Der leichte Windhauch streichelt die nackte Haut ihrer Schulter, die das weiße Kleid freigibt, während die süße Schärfe des Cocktails auf ihrer Zunge prickelt. Entspannt lehnt sie in dem gelb-weiß-gestreiften Liegestuhl, sieht die Sonnenstrahlen auf den Wellen tanzen, auf denen sich die Möwen schaukeln lassen und hört die Gischt, die zischend auf sie zurollt, bevor sie doch nur am Strand züngelt und sich schmollend ins Meer zurück zieht.

 

Gerade als ihre Lungen sich voll der wohltuenden Salzluft gesogen haben, weichen Sonne und Meer dem leeren Schwarz der Leinwand und legt sich die leichte Prise.

 

So langsam es ihr nur möglich ist, atmet sie die angenehme Meeresluft aus, reckt sich gähnend, während sich ihre Augen an das grelle Licht der Neonröhre gewöhnen, und trinkt hastig den letzten Schluck ihres Drinks, bevor sie den kleinen Raum durch die schmale Tür verlässt.

 

„Dreißig Minuten Süden, ein Caipirinha, macht 18,50 Euro.“ Sie legt der gelangweilten Blondine das Geld auf den Tresen und zieht ihre Jacke über.
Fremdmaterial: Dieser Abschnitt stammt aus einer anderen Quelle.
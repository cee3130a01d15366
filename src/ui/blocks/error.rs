use std::path::PathBuf;

use crate::ui::primitives::icon::Icon;
use crate::ui::primitives::text::ColoredText;

#[derive(Debug, Clone)]
pub struct ErrorBlock {
    file: Option<PathBuf>,
    message: String,
    fix: Option<String>,
}

impl ErrorBlock {
    pub fn new(message: impl Into<String>) -> Self {
        Self {
            file: None,
            message: message.into(),
            fix: None,
        }
    }

    pub fn with_file(mut self, file: Option<impl Into<PathBuf>>) -> Self {
        self.file = file.map(Into::into);
        self
    }

    pub fn with_fix(mut self, fix: impl Into<String>) -> Self {
        self.fix = Some(fix.into());
        self
    }

    pub fn render(&self, supports_color: bool, supports_unicode: bool) -> String {
        let mut out = format!(
            "{} {}\n",
            Icon::Error.colored(supports_color, supports_unicode),
            ColoredText::error("ERROR").bold().render(supports_color)
        );

        if let Some(file) = &self.file {
            out.push_str(&format!(
                "  {}\n",
                ColoredText::dim(file.display().to_string()).render(supports_color)
            ));
        }
        out.push_str(&format!("  {}\n", self.message));

        if let Some(fix) = &self.fix {
            out.push('\n');
            for (i, line) in fix.lines().enumerate() {
                if i == 0 {
                    out.push_str(&format!("  FIX: {}\n", line));
                } else {
                    out.push_str(&format!("  {}\n", line));
                }
            }
        }

        out
    }
}
//! Clean Use Case
//!
//! Orchestrates removal of build output.

use std::path::{Component, Path, PathBuf};

use crate::domain::ports::{FileSystem, FsError};
use crate::metadata::DIST_DIR;

use super::options::CleanOptions;
use super::result::{CleanResult, SkipReason};

/// Intermediate directory written by the build backend
pub const BUILD_DIR: &str = "build";

/// Directories searched for generated `*.egg-info` metadata
const METADATA_PARENTS: &[&str] = &[".", "src"];

const METADATA_SUFFIX: &str = ".egg-info";

/// Clean use case - removes build output and packaging metadata
pub struct CleanUseCase<FS>
where
    FS: FileSystem,
{
    fs: FS,
}

impl<FS> CleanUseCase<FS>
where
    FS: FileSystem,
{
    /// Create a new clean use case
    pub fn new(fs: FS) -> Self {
        Self { fs }
    }

    /// Remove build output below `project_root`
    pub fn execute(&self, project_root: &Path, options: &CleanOptions) -> CleanResult {
        let mut result = CleanResult::new();

        for candidate in self.candidates(project_root, options, &mut result) {
            if !self.fs.exists(&candidate) {
                result.add_absent(candidate);
                continue;
            }

            if options.dry_run {
                result.add_removed(candidate);
                continue;
            }

            match self.fs.remove_all(&candidate) {
                Ok(()) => {
                    tracing::debug!(path = %candidate.display(), "removed");
                    result.add_removed(candidate);
                }
                // Vanished between the check and the removal
                Err(FsError::NotFound(_)) => result.add_absent(candidate),
                Err(FsError::PermissionDenied(_)) => {
                    tracing::warn!(path = %candidate.display(), "permission denied");
                    result.add_skipped(candidate, SkipReason::PermissionDenied);
                }
                Err(e) => {
                    tracing::warn!(path = %candidate.display(), error = %e, "removal failed");
                    result.add_skipped(candidate, SkipReason::Failed(e.to_string()));
                }
            }
        }

        result
    }

    /// Paths to remove, in order, without duplicates
    fn candidates(
        &self,
        project_root: &Path,
        options: &CleanOptions,
        result: &mut CleanResult,
    ) -> Vec<PathBuf> {
        let mut paths = vec![project_root.join(DIST_DIR), project_root.join(BUILD_DIR)];

        for parent in METADATA_PARENTS {
            let dir = if *parent == "." {
                project_root.to_path_buf()
            } else {
                project_root.join(parent)
            };
            paths.extend(self.metadata_dirs(&dir));
        }

        for extra in &options.extra_paths {
            if escapes_project(extra) {
                result.add_skipped(extra.clone(), SkipReason::OutsideProject);
                continue;
            }
            if names_project_root(extra) {
                result.add_skipped(extra.clone(), SkipReason::ProjectRoot);
                continue;
            }
            paths.push(project_root.join(extra));
        }

        let mut unique = Vec::with_capacity(paths.len());
        for path in paths {
            if !unique.contains(&path) {
                unique.push(path);
            }
        }
        unique
    }

    fn metadata_dirs(&self, dir: &Path) -> Vec<PathBuf> {
        if !self.fs.is_dir(dir) {
            return Vec::new();
        }

        match self.fs.list_dir(dir) {
            Ok(entries) => entries
                .into_iter()
                .filter(|entry| is_metadata_dir_name(entry) && self.fs.is_dir(entry))
                .collect(),
            Err(e) => {
                tracing::debug!(dir = %dir.display(), error = %e, "cannot list directory");
                Vec::new()
            }
        }
    }
}

fn is_metadata_dir_name(path: &Path) -> bool {
    path.file_name()
        .and_then(|name| name.to_str())
        .is_some_and(|name| name.ends_with(METADATA_SUFFIX) && name.len() > METADATA_SUFFIX.len())
}

fn escapes_project(path: &Path) -> bool {
    path.is_absolute()
        || path
            .components()
            .any(|c| matches!(c, Component::ParentDir | Component::Prefix(_)))
}

/// Empty or `.`-only paths resolve to the project directory itself
fn names_project_root(path: &Path) -> bool {
    !path
        .components()
        .any(|c| matches!(c, Component::Normal(_)))
}
//! Clean result types

use std::path::PathBuf;

/// Reason why a path was not removed
#[derive(Debug, Clone, PartialEq, Eq)]
pub enum SkipReason {
    /// Path escapes the project directory
    OutsideProject,
    /// Path names the project directory itself
    ProjectRoot,
    /// Permission denied
    PermissionDenied,
    /// Any other removal failure
    Failed(String),
}

impl std::fmt::Display for SkipReason {
    fn fmt(&self, f: &mut std::fmt::Formatter<'_>) -> std::fmt::Result {
        match self {
            SkipReason::OutsideProject => write!(f, "outside project directory"),
            SkipReason::ProjectRoot => write!(f, "refusing to remove the project directory"),
            SkipReason::PermissionDenied => write!(f, "permission denied"),
            SkipReason::Failed(msg) => write!(f, "{}", msg),
        }
    }
}

/// A path that could not be removed
#[derive(Debug, Clone, PartialEq, Eq)]
pub struct SkippedPath {
    /// Path that was considered
    pub path: PathBuf,
    /// Reason for skipping
    pub reason: SkipReason,
}

impl SkippedPath {
    pub fn new(path: PathBuf, reason: SkipReason) -> Self {
        Self { path, reason }
    }
}

/// Result of a clean operation
#[derive(Debug, Clone, Default)]
pub struct CleanResult {
    /// Paths that were removed (or would be removed in dry run)
    pub removed: Vec<PathBuf>,
    /// Paths that did not exist
    pub absent: Vec<PathBuf>,
    /// Paths that could not be removed
    pub skipped: Vec<SkippedPath>,
}

impl CleanResult {
    pub fn new() -> Self {
        Self::default()
    }

    /// Add a removed path
    pub fn add_removed(&mut self, path: PathBuf) {
        self.removed.push(path);
    }

    /// Add a path that was already gone
    pub fn add_absent(&mut self, path: PathBuf) {
        self.absent.push(path);
    }

    /// Add a skipped path
    pub fn add_skipped(&mut self, path: PathBuf, reason: SkipReason) {
        self.skipped.push(SkippedPath::new(path, reason));
    }

    /// Check if operation was successful
    pub fn is_success(&self) -> bool {
        self.skipped.is_empty()
    }
}
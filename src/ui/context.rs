use wheelwright::config::{ColorMode, Config};

use crate::cli::ColorWhen;
use crate::ui::terminal::{detect_capabilities, TerminalCapabilities};

#[derive(Debug, Clone, Copy, PartialEq, Eq)]
pub struct UiContext {
    pub json: bool,
    pub color: bool,
    pub unicode: bool,
}

impl UiContext {
    pub fn new(json: bool, cli_color: Option<ColorWhen>, config: &Config) -> Self {
        Self::from_caps(json, cli_color, config, detect_capabilities())
    }

    pub(crate) fn from_caps(
        json: bool,
        cli_color: Option<ColorWhen>,
        config: &Config,
        caps: TerminalCapabilities,
    ) -> Self {
        let unicode = config.output.unicode && caps.supports_unicode;

        let color = !json
            && match cli_color {
                Some(ColorWhen::Never) => false,
                Some(ColorWhen::Always) => true,
                Some(ColorWhen::Auto) | None => match config.output.color {
                    ColorMode::Never => false,
                    ColorMode::Always => true,
                    ColorMode::Auto => caps.supports_color && !caps.is_ci,
                },
            };

        Self {
            json,
            color,
            unicode,
        }
    }
}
Ohne sich zu verabschieden, tritt sie lächelnd in den dunklen Novemberabend. Ihre eigene Stimme würde ihr die Bilder von Sonne, Strand und Meer nur zerstören.

 

Hinter dem Regenschleier blinkt die Werbetafel mit grellen, pinkfarbenen Leuchtbuchstaben: „Wir erfüllen Ihre Urlaubsträume – ab 10,00 Euro“.

 

In der nächsten Woche wird sie sich vielleicht wieder für das Alpenpanorama entscheiden; dieses mag sie besonders im Frühlingsmodus.